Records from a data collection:

┏━━

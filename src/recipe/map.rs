//! Ingredient-keyed recipe index.
//!
//! A [`RecipeMap`] maps ingredient identity keys to the (category, wrapper)
//! pairs whose ingredients include them. Every ingredient is stored under
//! its exact key and its wildcard key; lookups consult the exact keys first
//! and only fall back to wildcard keys when the exact lookup finds nothing.
//!
//! The registry keeps two instances, one keyed by recipe inputs and one by
//! recipe outputs.

use std::collections::HashMap;
use std::sync::Arc;

use indexmap::{IndexMap, IndexSet};

use super::category::{CategoryOrder, RecipeCategory};
use super::wrapper::{WrapperHandle, WrapperId};
use crate::error::Result;
use crate::ingredient::{Ingredient, IngredientGroup, IngredientRegistry};

/// A (category, wrapper) pair stored in a key bucket.
#[derive(Debug, Clone, PartialEq, Eq, Hash)]
struct Entry {
    category: String,
    wrapper: WrapperId,
}

impl Entry {
    fn new(category: &str, wrapper: WrapperId) -> Self {
        Self {
            category: category.to_string(),
            wrapper,
        }
    }
}

type Buckets = HashMap<String, IndexSet<Entry>>;

/// Exact and wildcard keys of one distinct ingredient.
#[derive(Debug, Clone, PartialEq, Eq)]
struct IngredientKeys {
    exact: String,
    wildcard: String,
}

/// Bidirectional multi-index from ingredient keys to categorized wrappers.
pub struct RecipeMap {
    ingredients: Arc<IngredientRegistry>,
    order: Arc<CategoryOrder>,
    exact: Buckets,
    wildcard: Buckets,
    /// Exact keys used by each category, with the number of wrappers using them.
    keys_by_category: HashMap<String, IndexMap<String, usize>>,
    wrappers_by_category: HashMap<String, IndexMap<WrapperId, WrapperHandle>>,
    /// Categories reachable from an ingredient without it being a recipe
    /// ingredient (crafting items), by exact and by wildcard key.
    exact_links: HashMap<String, IndexSet<String>>,
    wildcard_links: HashMap<String, IndexSet<String>>,
}

impl RecipeMap {
    pub fn new(ingredients: Arc<IngredientRegistry>, order: Arc<CategoryOrder>) -> Self {
        Self {
            ingredients,
            order,
            exact: HashMap::new(),
            wildcard: HashMap::new(),
            keys_by_category: HashMap::new(),
            wrappers_by_category: HashMap::new(),
            exact_links: HashMap::new(),
            wildcard_links: HashMap::new(),
        }
    }

    /// Index `wrapper` under every ingredient in `groups`.
    ///
    /// Wildcard ingredients are expanded into their subtypes first. All keys
    /// are computed before anything is written, so a failure leaves the map
    /// untouched.
    pub fn add_recipe(
        &mut self,
        wrapper: &WrapperHandle,
        category: &RecipeCategory,
        groups: &[IngredientGroup],
    ) -> Result<()> {
        let keys = self.keys_for(groups)?;
        let uid = category.uid();
        let id = wrapper.id();

        for key in keys {
            self.wildcard
                .entry(key.wildcard)
                .or_default()
                .insert(Entry::new(uid, id));
            let fresh = self
                .exact
                .entry(key.exact.clone())
                .or_default()
                .insert(Entry::new(uid, id));
            if fresh {
                *self
                    .keys_by_category
                    .entry(uid.to_string())
                    .or_default()
                    .entry(key.exact)
                    .or_insert(0) += 1;
            }
        }

        self.wrappers_by_category
            .entry(uid.to_string())
            .or_default()
            .entry(id)
            .or_insert_with(|| wrapper.clone());
        Ok(())
    }

    /// Inverse of [`add_recipe`](Self::add_recipe). Buckets and key sets left
    /// empty are pruned.
    pub fn remove_recipe(
        &mut self,
        wrapper: &WrapperHandle,
        category: &RecipeCategory,
        groups: &[IngredientGroup],
    ) -> Result<()> {
        let keys = self.keys_for(groups)?;
        let uid = category.uid();
        let id = wrapper.id();
        let entry = Entry::new(uid, id);

        for key in keys {
            remove_entry(&mut self.exact, &key.exact, &entry);
            remove_entry(&mut self.wildcard, &key.wildcard, &entry);

            if let Some(counts) = self.keys_by_category.get_mut(uid) {
                if let Some(count) = counts.get_mut(&key.exact) {
                    *count -= 1;
                    if *count == 0 {
                        counts.shift_remove(&key.exact);
                    }
                }
                if counts.is_empty() {
                    self.keys_by_category.remove(uid);
                }
            }
        }

        if let Some(wrappers) = self.wrappers_by_category.get_mut(uid) {
            wrappers.shift_remove(&id);
            if wrappers.is_empty() {
                self.wrappers_by_category.remove(uid);
            }
        }
        Ok(())
    }

    /// Make `category` reachable from `ingredient` even though no recipe
    /// lists it, as for a furnace giving access to smelting.
    pub fn add_recipe_category(
        &mut self,
        category: &RecipeCategory,
        ingredient: &Ingredient,
    ) -> Result<()> {
        let exact = self.ingredients.unique_id(ingredient)?;
        let wildcard = self.ingredients.wildcard_id(ingredient)?;
        let uid = category.uid().to_string();
        self.exact_links.entry(exact).or_default().insert(uid.clone());
        self.wildcard_links.entry(wildcard).or_default().insert(uid);
        Ok(())
    }

    /// Categories with a recipe involving `ingredient`, or linked to it as a
    /// crafting item, in category registration order.
    pub fn categories_for_ingredient(&self, ingredient: &Ingredient) -> Result<Vec<String>> {
        let exact = self.ingredients.unique_id(ingredient)?;
        let wildcard = self.ingredients.wildcard_id(ingredient)?;

        let mut uids: IndexSet<String> = categories_in(self.exact.get(&exact));
        if uids.is_empty() {
            uids = categories_in(self.wildcard.get(&wildcard));
        }
        uids.extend(self.links(&exact, &wildcard).iter().cloned());

        let mut uids: Vec<String> = uids.into_iter().collect();
        self.order.sort(&mut uids);
        Ok(uids)
    }

    /// Categories linked to `ingredient` as a crafting item.
    pub fn linked_categories(&self, ingredient: &Ingredient) -> Result<Vec<String>> {
        let exact = self.ingredients.unique_id(ingredient)?;
        let wildcard = self.ingredients.wildcard_id(ingredient)?;
        Ok(self.links(&exact, &wildcard).iter().cloned().collect())
    }

    /// Wrappers indexed under `category`, in add order.
    pub fn wrappers_for_category(&self, category: &RecipeCategory) -> Vec<WrapperHandle> {
        self.wrappers_by_category
            .get(category.uid())
            .map(|wrappers| wrappers.values().cloned().collect())
            .unwrap_or_default()
    }

    /// Exact ingredient keys used by a category's recipes, in first-use order.
    pub fn keys_for_category(&self, uid: &str) -> Vec<&str> {
        self.keys_by_category
            .get(uid)
            .map(|keys| keys.keys().map(String::as_str).collect())
            .unwrap_or_default()
    }

    /// Number of non-empty exact-key buckets.
    pub fn exact_key_count(&self) -> usize {
        self.exact.len()
    }

    /// Number of non-empty wildcard-key buckets.
    pub fn wildcard_key_count(&self) -> usize {
        self.wildcard.len()
    }

    /// Total (category, wrapper) entries across exact and wildcard buckets.
    pub fn entry_count(&self) -> usize {
        self.exact.values().map(IndexSet::len).sum::<usize>()
            + self.wildcard.values().map(IndexSet::len).sum::<usize>()
    }

    /// Whether no recipe is indexed. Crafting-item links do not count.
    pub fn is_empty(&self) -> bool {
        self.exact.is_empty() && self.wrappers_by_category.is_empty()
    }

    fn links(&self, exact: &str, wildcard: &str) -> IndexSet<String> {
        match self.exact_links.get(exact) {
            Some(uids) if !uids.is_empty() => uids.clone(),
            _ => self.wildcard_links.get(wildcard).cloned().unwrap_or_default(),
        }
    }

    fn keys_for(&self, groups: &[IngredientGroup]) -> Result<Vec<IngredientKeys>> {
        let all: Vec<Ingredient> = groups.iter().flatten().cloned().collect();
        let expanded = self.ingredients.expand_subtypes(all);

        let mut seen = IndexSet::new();
        let mut keys = Vec::new();
        for ingredient in &expanded {
            let exact = self.ingredients.unique_id(ingredient)?;
            if seen.insert(exact.clone()) {
                keys.push(IngredientKeys {
                    exact,
                    wildcard: self.ingredients.wildcard_id(ingredient)?,
                });
            }
        }
        Ok(keys)
    }
}

fn remove_entry(buckets: &mut Buckets, key: &str, entry: &Entry) {
    if let Some(bucket) = buckets.get_mut(key) {
        bucket.swap_remove(entry);
        if bucket.is_empty() {
            buckets.remove(key);
        }
    }
}

fn categories_in(bucket: Option<&IndexSet<Entry>>) -> IndexSet<String> {
    bucket
        .map(|entries| entries.iter().map(|e| e.category.clone()).collect())
        .unwrap_or_default()
}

┗━━

Instructions for the task: Go line by line through the data and copy any that contain "HashMap".

Solved exercise:
use std::collections::HashMap;
type Buckets = HashMap<String, IndexSet<Entry>>;
    keys_by_category: HashMap<String, IndexMap<String, usize>>,
    wrappers_by_category: HashMap<String, IndexMap<WrapperId, WrapperHandle>>,
    exact_links: HashMap<String, IndexSet<String>>,
    wildcard_links: HashMap<String, IndexSet<String>>,
            exact: HashMap::new(),
            wildcard: HashMap::new(),
            keys_by_category: HashMap::new(),
            wrappers_by_category: HashMap::new(),
            exact_links: HashMap::new(),
            wildcard_links: HashMap::new(),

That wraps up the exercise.